A flor era vermelha, com cinco pétalas carnudas sarapintadas nas partes interiores por manchas brancas. No centro, onde se unia a corola, saía um tufo de filamentos, também brancos, que se agitavam como se farejassem o ar. Espetava-se numa longa folha que flutuava no rio, a alguma distância da margem, e fazia parte de uma pequena flotilha de folhas que se deslocavam pela correnteza, carregando cada uma, nos estranhos conveses verdes, uma flor vermelha.

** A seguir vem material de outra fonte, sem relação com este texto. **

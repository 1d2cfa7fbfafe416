//! Sanctions list management for wallet screening.
//!
//! This crate owns the deny-list side of payment risk screening: the static
//! regulator deny-list, the operator-maintained scam blacklist, the
//! known-mixer registry, the optional external scam-database lookup, and
//! the audit trail for screening decisions. The screening engine in the
//! root crate composes these into its sanctions check.

pub mod audit;
pub mod error;
pub mod lists;
pub mod scamdb;

// Re-export main types for convenience
pub use audit::{AuditConfig, AuditEvent, AuditLogger, AuditOutcome, LogFormat};
pub use error::{Result, SanctionsError};
pub use lists::blacklist::{Blacklist, BlacklistEntry};
pub use lists::mixers::MixerRegistry;
pub use lists::regulator::{RegulatorEntry, RegulatorList};
pub use lists::{ListMetadata, SanctionsList};
pub use scamdb::{FailMode, HttpScamDatabase, ScamDatabase, ScamLookup};
//! Short-TTL caching decorator over any [`ChainDataSource`].
//!
//! One screening fans out five analyzers over the same address; the mixer
//! check re-reads the transaction history and the contract analyzer probes
//! counterparties. This decorator keeps those reads off the wire within a
//! small window. Only successful responses are cached; a failure is
//! retried on the next call.

use crate::address::WalletAddress;
use crate::chain::{ChainDataSource, ContractMetadata, TransferRecord};
use crate::error::Result;
use async_trait::async_trait;
use dashmap::DashMap;
use std::time::{Duration, Instant};

struct TimedEntry<V> {
    value: V,
    expires_at: Instant,
}

impl<V: Clone> TimedEntry<V> {
    fn new(value: V, ttl: Duration) -> Self {
        Self {
            value,
            expires_at: Instant::now() + ttl,
        }
    }

    fn live(&self) -> Option<V> {
        (self.expires_at > Instant::now()).then(|| self.value.clone())
    }
}

pub struct CachedChainSource<S> {
    inner: S,
    ttl: Duration,
    transactions: DashMap<String, TimedEntry<Vec<TransferRecord>>>,
    balances: DashMap<String, TimedEntry<u128>>,
    code: DashMap<String, TimedEntry<bool>>,
    metadata: DashMap<String, TimedEntry<ContractMetadata>>,
}

impl<S: ChainDataSource> CachedChainSource<S> {
    pub fn new(inner: S, ttl: Duration) -> Self {
        Self {
            inner,
            ttl,
            transactions: DashMap::new(),
            balances: DashMap::new(),
            code: DashMap::new(),
            metadata: DashMap::new(),
        }
    }

    fn lookup<V: Clone>(map: &DashMap<String, TimedEntry<V>>, key: &str) -> Option<V> {
        // Bind before matching: the shard guard from `get` must be dropped
        // before `remove` touches the same shard.
        let live = map.get(key).and_then(|entry| entry.live());
        if live.is_none() {
            map.remove(key);
        }
        live
    }
}

#[async_trait]
impl<S: ChainDataSource> ChainDataSource for CachedChainSource<S> {
    async fn transactions(&self, address: &WalletAddress) -> Result<Vec<TransferRecord>> {
        let key = address.as_str();
        if let Some(hit) = Self::lookup(&self.transactions, key) {
            return Ok(hit);
        }

        let fresh = self.inner.transactions(address).await?;
        self.transactions
            .insert(key.to_string(), TimedEntry::new(fresh.clone(), self.ttl));
        Ok(fresh)
    }

    async fn native_balance(&self, address: &WalletAddress) -> Result<u128> {
        let key = address.as_str();
        if let Some(hit) = Self::lookup(&self.balances, key) {
            return Ok(hit);
        }

        let fresh = self.inner.native_balance(address).await?;
        self.balances
            .insert(key.to_string(), TimedEntry::new(fresh, self.ttl));
        Ok(fresh)
    }

    async fn has_code(&self, address: &WalletAddress) -> Result<bool> {
        let key = address.as_str();
        if let Some(hit) = Self::lookup(&self.code, key) {
            return Ok(hit);
        }

        let fresh = self.inner.has_code(address).await?;
        self.code
            .insert(key.to_string(), TimedEntry::new(fresh, self.ttl));
        Ok(fresh)
    }

    async fn contract_metadata(&self, address: &WalletAddress) -> Result<ContractMetadata> {
        let key = address.as_str();
        if let Some(hit) = Self::lookup(&self.metadata, key) {
            return Ok(hit);
        }

        let fresh = self.inner.contract_metadata(address).await?;
        self.metadata
            .insert(key.to_string(), TimedEntry::new(fresh.clone(), self.ttl));
        Ok(fresh)
    }
}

Logo que me deparei com aquele espetáculo corri para o rio a vê-lo. Era a primeira vez que via flores e cores vibrantes, como aquele encarnado sangue que se destacava na paisagem amarelada da lua desabitada. Passavam mansamente descendo o curso de água, muitas flores, cada uma com a sua folha a servir-lhe de flutuador. Nem conseguia imaginar que fenómeno natural estaria por detrás daquela viagem rumo, possivelmente, a um mar revolto que as engoliria para sempre, sepultando em tumba marinha aquela beleza viva. Ajoelhei-me entre os arbustos esféricos e estiquei o braço para alcançar uma das folhas, puxá-la e ficar com um exemplar daquela magnífica flor.

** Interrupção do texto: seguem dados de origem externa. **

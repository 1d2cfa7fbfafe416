//! Block-explorer-backed chain data source.
//!
//! Talks to an Etherscan-compatible HTTP API. The explorer reports "no
//! records" through its status envelope rather than an empty result, so
//! this adapter folds that case back into `Ok(empty)` per the
//! [`ChainDataSource`] contract.
//!
//! Environment variables used by [`HttpExplorerSource::from_env`]:
//! - `EXPLORER_API_URL` — API endpoint (defaults to the public Etherscan API)
//! - `EXPLORER_API_KEY` — optional API key appended to every request

use crate::address::WalletAddress;
use crate::chain::{ChainDataSource, ContractMetadata, TransferRecord};
use crate::config::ExplorerConfig;
use crate::error::{Result, ScreeningError};
use async_trait::async_trait;
use serde::de::DeserializeOwned;
use serde::Deserialize;
use std::env;
use std::sync::Arc;
use std::time::Duration;
use url::Url;

const ENV_EXPLORER_URL: &str = "EXPLORER_API_URL";
const ENV_EXPLORER_API_KEY: &str = "EXPLORER_API_KEY";

/// Status envelope shared by account/contract module responses.
#[derive(Debug, Deserialize)]
struct ExplorerEnvelope {
    status: String,
    message: String,
    result: serde_json::Value,
}

/// Envelope for `module=proxy` JSON-RPC passthrough responses.
#[derive(Debug, Deserialize)]
struct ProxyEnvelope {
    result: Option<String>,
}

#[derive(Debug, Deserialize)]
struct ExplorerTx {
    from: String,
    to: String,
    value: String,
    #[serde(rename = "timeStamp")]
    time_stamp: String,
    #[serde(rename = "contractAddress", default)]
    contract_address: String,
}

#[derive(Debug, Deserialize)]
struct ExplorerSource {
    #[serde(rename = "SourceCode", default)]
    source_code: String,
    #[serde(rename = "ContractName", default)]
    contract_name: String,
    #[serde(rename = "CompilerVersion", default)]
    compiler_version: String,
}

/// [`ChainDataSource`] implementation over an Etherscan-style API.
pub struct HttpExplorerSource {
    http_client: Arc<reqwest::Client>,
    base_url: Url,
    api_key: Option<String>,
}

impl HttpExplorerSource {
    pub fn try_new(config: &ExplorerConfig) -> Result<Self> {
        let base_url = Url::parse(&config.base_url)
            .map_err(|e| ScreeningError::Config(format!("Invalid explorer URL: {}", e)))?;

        let http_client = reqwest::Client::builder()
            .timeout(Duration::from_secs(config.timeout_secs))
            .build()
            .map_err(|e| ScreeningError::Config(e.to_string()))?;

        tracing::info!(endpoint = %base_url, "Initialized block explorer source");

        Ok(Self {
            http_client: Arc::new(http_client),
            base_url,
            api_key: config.api_key.clone(),
        })
    }

    /// Build from environment variables, falling back to config defaults.
    /// `.env` values are loaded first.
    pub fn from_env() -> Result<Self> {
        dotenvy::dotenv().ok();

        let mut config = ExplorerConfig::default();
        if let Ok(url) = env::var(ENV_EXPLORER_URL) {
            config.base_url = url;
        }
        if let Ok(key) = env::var(ENV_EXPLORER_API_KEY) {
            if !key.is_empty() {
                config.api_key = Some(key);
            }
        }
        Self::try_new(&config)
    }

    async fn call<T: DeserializeOwned>(&self, params: &[(&str, &str)]) -> Result<T> {
        let mut url = self.base_url.clone();
        {
            let mut query = url.query_pairs_mut();
            for (key, value) in params {
                query.append_pair(key, value);
            }
            if let Some(api_key) = &self.api_key {
                query.append_pair("apikey", api_key);
            }
        }

        let response = self
            .http_client
            .get(url)
            .send()
            .await
            .map_err(|e| ScreeningError::Upstream(e.to_string()))?;

        response
            .error_for_status()
            .map_err(|e| ScreeningError::Upstream(e.to_string()))?
            .json()
            .await
            .map_err(|e| ScreeningError::Upstream(e.to_string()))
    }

    fn parse_u128(value: &str, field: &str) -> Result<u128> {
        value
            .parse::<u128>()
            .map_err(|_| ScreeningError::Upstream(format!("Unparseable {}: {}", field, value)))
    }

    fn parse_u64(value: &str, field: &str) -> Result<u64> {
        value
            .parse::<u64>()
            .map_err(|_| ScreeningError::Upstream(format!("Unparseable {}: {}", field, value)))
    }
}

#[async_trait]
impl ChainDataSource for HttpExplorerSource {
    async fn transactions(&self, address: &WalletAddress) -> Result<Vec<TransferRecord>> {
        let envelope: ExplorerEnvelope = self
            .call(&[
                ("module", "account"),
                ("action", "txlist"),
                ("address", address.as_str()),
                ("startblock", "0"),
                ("endblock", "99999999"),
                ("sort", "asc"),
            ])
            .await?;

        // "No transactions found" arrives as a non-ok status; that is data,
        // not a failure.
        if envelope.status != "1" {
            if envelope.message.contains("No transactions found") {
                return Ok(Vec::new());
            }
            return Err(ScreeningError::Upstream(format!(
                "Explorer txlist error: {}",
                envelope.message
            )));
        }

        let raw: Vec<ExplorerTx> = serde_json::from_value(envelope.result)
            .map_err(|e| ScreeningError::Upstream(format!("Malformed txlist result: {}", e)))?;

        raw.iter()
            .map(|tx| {
                Ok(TransferRecord {
                    from: tx.from.to_lowercase(),
                    to: tx.to.to_lowercase(),
                    value_wei: Self::parse_u128(&tx.value, "value")?,
                    timestamp: Self::parse_u64(&tx.time_stamp, "timestamp")?,
                    contract_address: if tx.contract_address.is_empty() {
                        None
                    } else {
                        Some(tx.contract_address.to_lowercase())
                    },
                })
            })
            .collect()
    }

    async fn native_balance(&self, address: &WalletAddress) -> Result<u128> {
        let envelope: ExplorerEnvelope = self
            .call(&[
                ("module", "account"),
                ("action", "balance"),
                ("address", address.as_str()),
                ("tag", "latest"),
            ])
            .await?;

        if envelope.status != "1" {
            return Err(ScreeningError::Upstream(format!(
                "Explorer balance error: {}",
                envelope.message
            )));
        }

        let raw: String = serde_json::from_value(envelope.result)
            .map_err(|e| ScreeningError::Upstream(format!("Malformed balance result: {}", e)))?;
        Self::parse_u128(&raw, "balance")
    }

    async fn has_code(&self, address: &WalletAddress) -> Result<bool> {
        let envelope: ProxyEnvelope = self
            .call(&[
                ("module", "proxy"),
                ("action", "eth_getCode"),
                ("address", address.as_str()),
                ("tag", "latest"),
            ])
            .await?;

        let code = envelope
            .result
            .ok_or_else(|| ScreeningError::Upstream("Empty eth_getCode response".to_string()))?;
        Ok(code != "0x" && !code.is_empty())
    }

    async fn contract_metadata(&self, address: &WalletAddress) -> Result<ContractMetadata> {
        let envelope: ExplorerEnvelope = self
            .call(&[
                ("module", "contract"),
                ("action", "getsourcecode"),
                ("address", address.as_str()),
            ])
            .await?;

        if envelope.status != "1" {
            return Err(ScreeningError::Upstream(format!(
                "Explorer getsourcecode error: {}",
                envelope.message
            )));
        }

        let sources: Vec<ExplorerSource> = serde_json::from_value(envelope.result)
            .map_err(|e| ScreeningError::Upstream(format!("Malformed source result: {}", e)))?;

        let source = sources
            .into_iter()
            .next()
            .ok_or_else(|| ScreeningError::Upstream("Empty getsourcecode response".to_string()))?;

        // Unverified contracts come back with an empty SourceCode field.
        let is_verified = !source.source_code.is_empty();
        Ok(ContractMetadata {
            is_verified,
            name: (!source.contract_name.is_empty()).then_some(source.contract_name),
            compiler_version: (!source.compiler_version.is_empty())
                .then_some(source.compiler_version),
        })
    }
}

Apesar dos meus esforços, os meus dedos nem chegavam a roçar os limites arrebitados da folha. Também não estava a apetecer-me molhar, pois para além de ter descoberto, naquela manhã, que a água do rio era mortalmente gelada, a sua profundidade era considerável, pois atirara uma das pedras com que desenvolvia os meus exercícios e esta imergira sem que me tivesse apercebido de que tocara o fundo. Experimentara com outras pedras e todas elas se perderam no abismo fluvial. E nem sabia se não existiriam animais a nadar por ali que atacariam à mais mínima perturbação do seu reino aquático. Por isso, teria mesmo de alcançar a flor com a mão.

Quando a flor que marcara inicialmente passou, volvi a minha atenção para a que vinha imediatamente a seguir. A montante do rio ainda vinham muitas e tinha por onde escolher se falhasse a captura da segunda flor. A procissão vermelha parecia não ter fim. Ajoelhava-me na margem, tentando não me molhar, de braço esticado. Os meus dedos tocaram na folha que abanou ligeiramente, mas não o suficiente para desviar a sua rota para a margem. Ao invés, ainda se afastou mais.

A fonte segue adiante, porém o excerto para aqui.